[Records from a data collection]
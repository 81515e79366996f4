//! # Service Repository
//!
//! Mobile-recharge and bill-payment bookkeeping. These rows record what
//! happened at the counter; no recharge or payment network is contacted.

use chrono::{NaiveDate, Utc};
use sqlx::SqlitePool;
use tracing::debug;
use uuid::Uuid;

use crate::error::StoreResult;
use shop_core::validation::validate_service;
use shop_core::{NewService, Service, ServiceType};

const SERVICE_COLUMNS: &str = "id, customer_id, service_type, description, amount_cents, \
     commission_cents, status, reference_number, created_at";

/// Repository for service operations.
#[derive(Debug, Clone)]
pub struct ServiceRepository {
    pool: SqlitePool,
}

impl ServiceRepository {
    /// Creates a new ServiceRepository.
    pub fn new(pool: SqlitePool) -> Self {
        ServiceRepository { pool }
    }

    /// Logs a service transaction and returns its assigned id.
    ///
    /// A reference number is generated when the caller supplies none, so
    /// every row can be quoted back to the customer.
    pub async fn insert(&self, payload: &NewService) -> StoreResult<i64> {
        validate_service(payload)?;

        let reference = payload
            .reference_number
            .clone()
            .unwrap_or_else(|| Uuid::new_v4().to_string());

        debug!(service_type = ?payload.service_type, reference = %reference, "logging service");

        let now = Utc::now();
        let result = sqlx::query(
            r#"
            INSERT INTO services (
                customer_id, service_type, description, amount_cents,
                commission_cents, status, reference_number, created_at
            ) VALUES (?1, ?2, ?3, ?4, ?5, ?6, ?7, ?8)
            "#,
        )
        .bind(payload.customer_id)
        .bind(payload.service_type)
        .bind(&payload.description)
        .bind(payload.amount_cents)
        .bind(payload.commission_cents)
        .bind(payload.status)
        .bind(reference)
        .bind(now)
        .execute(&self.pool)
        .await?;

        Ok(result.last_insert_rowid())
    }

    /// Gets a service record by id.
    pub async fn get(&self, id: i64) -> StoreResult<Option<Service>> {
        let sql = format!("SELECT {SERVICE_COLUMNS} FROM services WHERE id = ?1");
        let service = sqlx::query_as::<_, Service>(&sql)
            .bind(id)
            .fetch_optional(&self.pool)
            .await?;

        Ok(service)
    }

    /// Service history, newest first, optionally bounded by an inclusive
    /// calendar-date range and/or filtered to one service type.
    pub async fn history(
        &self,
        start_date: Option<NaiveDate>,
        end_date: Option<NaiveDate>,
        service_type: Option<ServiceType>,
    ) -> StoreResult<Vec<Service>> {
        debug!(?start_date, ?end_date, ?service_type, "loading service history");

        let mut sql = format!("SELECT {SERVICE_COLUMNS} FROM services WHERE 1=1");
        if start_date.is_some() {
            sql.push_str(" AND DATE(created_at) >= DATE(?)");
        }
        if end_date.is_some() {
            sql.push_str(" AND DATE(created_at) <= DATE(?)");
        }
        if service_type.is_some() {
            sql.push_str(" AND service_type = ?");
        }
        sql.push_str(" ORDER BY created_at DESC");

        let mut query = sqlx::query_as::<_, Service>(&sql);
        if let Some(start) = start_date {
            query = query.bind(start);
        }
        if let Some(end) = end_date {
            query = query.bind(end);
        }
        if let Some(kind) = service_type {
            query = query.bind(kind);
        }

        let services = query.fetch_all(&self.pool).await?;
        Ok(services)
    }
}

// =============================================================================
// Unit Tests
// =============================================================================
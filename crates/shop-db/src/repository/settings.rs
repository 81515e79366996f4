//! # Settings Repository
//!
//! String key-value settings with upsert semantics, plus typed accessors
//! for the seeded keys.
//!
//! ## Seeding
//! ```text
//! ┌──────────────────────────────────────────────────────────────┐
//! │  Store::initialize                                           │
//! │       │                                                      │
//! │       ▼                                                      │
//! │  INSERT OR IGNORE each default key                           │
//! │       │                                                      │
//! │       ├── key absent      → default written                  │
//! │       └── key present     → untouched (user customization    │
//! │                             always wins, even across         │
//! │                             repeated process starts)         │
//! └──────────────────────────────────────────────────────────────┘
//! ```

use chrono::Utc;
use sqlx::SqlitePool;
use tracing::debug;

use crate::error::StoreResult;

/// Defaults written on first initialization. Values are stored as
/// strings; the typed accessors below parse them.
const DEFAULT_SETTINGS: &[(&str, &str)] = &[
    ("theme", "light"),
    ("language", "ar"),
    ("auto_backup", "true"),
    ("backup_frequency", "daily"),
    ("tax_rate", "15.0"),
    ("currency", "ريال"),
    ("low_stock_alert", "true"),
];

/// Fallback tax rate when the stored value is missing or unparseable.
const DEFAULT_TAX_RATE: f64 = 15.0;

/// Repository for application settings.
#[derive(Debug, Clone)]
pub struct SettingsRepository {
    pool: SqlitePool,
}

impl SettingsRepository {
    /// Creates a new SettingsRepository.
    pub fn new(pool: SqlitePool) -> Self {
        SettingsRepository { pool }
    }

    /// Seeds default settings for keys not already present. Never
    /// overwrites an existing value.
    pub async fn seed_defaults(&self) -> StoreResult<()> {
        let now = Utc::now();

        for &(key, value) in DEFAULT_SETTINGS {
            sqlx::query("INSERT OR IGNORE INTO settings (key, value, updated_at) VALUES (?1, ?2, ?3)")
                .bind(key)
                .bind(value)
                .bind(now)
                .execute(&self.pool)
                .await?;
        }

        debug!("default settings seeded");
        Ok(())
    }

    /// Gets a setting value, or `default` when the key is absent.
    pub async fn get(&self, key: &str, default: &str) -> StoreResult<String> {
        let value: Option<String> = sqlx::query_scalar("SELECT value FROM settings WHERE key = ?1")
            .bind(key)
            .fetch_optional(&self.pool)
            .await?;

        Ok(value.unwrap_or_else(|| default.to_string()))
    }

    /// Upserts a setting value, always refreshing the update timestamp.
    pub async fn set(&self, key: &str, value: &str) -> StoreResult<()> {
        debug!(key, "writing setting");

        let now = Utc::now();
        sqlx::query(
            r#"
            INSERT INTO settings (key, value, updated_at)
            VALUES (?1, ?2, ?3)
            ON CONFLICT(key) DO UPDATE SET
                value = excluded.value,
                updated_at = excluded.updated_at
            "#,
        )
        .bind(key)
        .bind(value)
        .bind(now)
        .execute(&self.pool)
        .await?;

        Ok(())
    }

    // -------------------------------------------------------------------------
    // Typed accessors for the seeded keys
    // -------------------------------------------------------------------------

    /// Current UI theme.
    pub async fn theme(&self) -> StoreResult<String> {
        self.get("theme", "light").await
    }

    /// Current UI language code.
    pub async fn language(&self) -> StoreResult<String> {
        self.get("language", "ar").await
    }

    /// Display currency.
    pub async fn currency(&self) -> StoreResult<String> {
        self.get("currency", "ريال").await
    }

    /// Sales tax rate, as a percentage.
    pub async fn tax_rate(&self) -> StoreResult<f64> {
        let raw = self.get("tax_rate", "").await?;
        Ok(raw.parse().unwrap_or(DEFAULT_TAX_RATE))
    }

    /// Whether timed backups are enabled.
    pub async fn auto_backup(&self) -> StoreResult<bool> {
        Ok(self.get("auto_backup", "true").await? == "true")
    }

    /// Backup cadence label (`daily`, `weekly`, ...). Free-form; the
    /// scheduling itself is caller territory.
    pub async fn backup_frequency(&self) -> StoreResult<String> {
        self.get("backup_frequency", "daily").await
    }

    /// Whether the low-stock alert is shown.
    pub async fn low_stock_alert(&self) -> StoreResult<bool> {
        Ok(self.get("low_stock_alert", "true").await? == "true")
    }
}

// =============================================================================
// Unit Tests
// =============================================================================
use axum::Json;
use axum::extract::{Query, State};
use serde_json::Value;
use std::collections::HashMap;

use crate::AppState;
use crate::envelope::{ApiResult, Envelope};
use crate::error::UpstreamContext;
use crate::gingr::{GingrClient, GingrError, Params, split_ids};

use super::{param_or, today};

/// Reservation type ids shown on the board when the caller names none.
pub const DEFAULT_TYPE_IDS: &str = "1,2,3,4,5";
pub const DEFAULT_LOCATION_ID: u32 = 1;

pub async fn fetch_summary(gingr: &GingrClient, date: &str) -> Result<Value, GingrError> {
    gingr
        .get(
            "reservation_widget_data",
            Params::new().with("timestamp", date),
        )
        .await
}

pub async fn fetch_reservations_between(
    gingr: &GingrClient,
    start_date: &str,
    end_date: &str,
) -> Result<Value, GingrError> {
    gingr
        .post(
            "reservations",
            Params::new()
                .with("start_date", start_date)
                .with("end_date", end_date),
        )
        .await
}

pub async fn fetch_checked_in(gingr: &GingrClient) -> Result<Value, GingrError> {
    gingr
        .post("reservations", Params::new().with("checked_in", true))
        .await
}

pub async fn fetch_back_of_house(
    gingr: &GingrClient,
    location_id: u32,
    type_ids: Vec<String>,
) -> Result<Value, GingrError> {
    gingr
        .get(
            "back_of_house",
            Params::new()
                .with("location_id", location_id)
                .with("type_ids", type_ids)
                .with("full_day", true),
        )
        .await
}

pub async fn fetch_reservation_types(gingr: &GingrClient) -> Result<Value, GingrError> {
    gingr
        .get("reservation_types", Params::new().with("active_only", true))
        .await
}

pub async fn fetch_locations(gingr: &GingrClient) -> Result<Value, GingrError> {
    gingr.get("get_locations", Params::new()).await
}

/// GET /api/dashboard/summary
pub(super) async fn summary(State(state): State<AppState>) -> ApiResult {
    let data = fetch_summary(&state.gingr, &today())
        .await
        .context("Failed to fetch dashboard summary")?;
    Ok(Json(Envelope::ok(data)))
}

/// GET /api/dashboard/reservations/today
pub(super) async fn reservations_today(State(state): State<AppState>) -> ApiResult {
    let today = today();
    let data = fetch_reservations_between(&state.gingr, &today, &today)
        .await
        .context("Failed to fetch today's reservations")?;
    Ok(Json(Envelope::ok(data)))
}

/// GET /api/dashboard/reservations/checked-in
pub(super) async fn reservations_checked_in(State(state): State<AppState>) -> ApiResult {
    let data = fetch_checked_in(&state.gingr)
        .await
        .context("Failed to fetch checked-in reservations")?;
    Ok(Json(Envelope::ok(data)))
}

/// GET /api/dashboard/back-of-house?location_id=&type_ids=
pub(super) async fn back_of_house(
    State(state): State<AppState>,
    Query(params): Query<HashMap<String, String>>,
) -> ApiResult {
    let location_id = param_or(&params, "location_id", DEFAULT_LOCATION_ID);
    let type_ids = split_ids(
        params
            .get("type_ids")
            .map(String::as_str)
            .unwrap_or(DEFAULT_TYPE_IDS),
    );

    let data = fetch_back_of_house(&state.gingr, location_id, type_ids)
        .await
        .context("Failed to fetch back of house data")?;
    Ok(Json(Envelope::ok(data)))
}

/// GET /api/dashboard/reservation-types
pub(super) async fn reservation_types(State(state): State<AppState>) -> ApiResult {
    let data = fetch_reservation_types(&state.gingr)
        .await
        .context("Failed to fetch reservation types")?;
    Ok(Json(Envelope::ok(data)))
}

/// GET /api/dashboard/locations
pub(super) async fn locations(State(state): State<AppState>) -> ApiResult {
    let data = fetch_locations(&state.gingr)
        .await
        .context("Failed to fetch locations")?;
    Ok(Json(Envelope::ok(data)))
}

▸ **PROMPT**:
Go through the data above and copy each line in which "GingrClient" appears.

▸ **SOLUTION BELOW**:
use crate::gingr::{GingrClient, GingrError, Params, split_ids};
pub async fn fetch_summary(gingr: &GingrClient, date: &str) -> Result<Value, GingrError> {
    gingr: &GingrClient,
pub async fn fetch_checked_in(gingr: &GingrClient) -> Result<Value, GingrError> {
    gingr: &GingrClient,
pub async fn fetch_reservation_types(gingr: &GingrClient) -> Result<Value, GingrError> {
pub async fn fetch_locations(gingr: &GingrClient) -> Result<Value, GingrError> {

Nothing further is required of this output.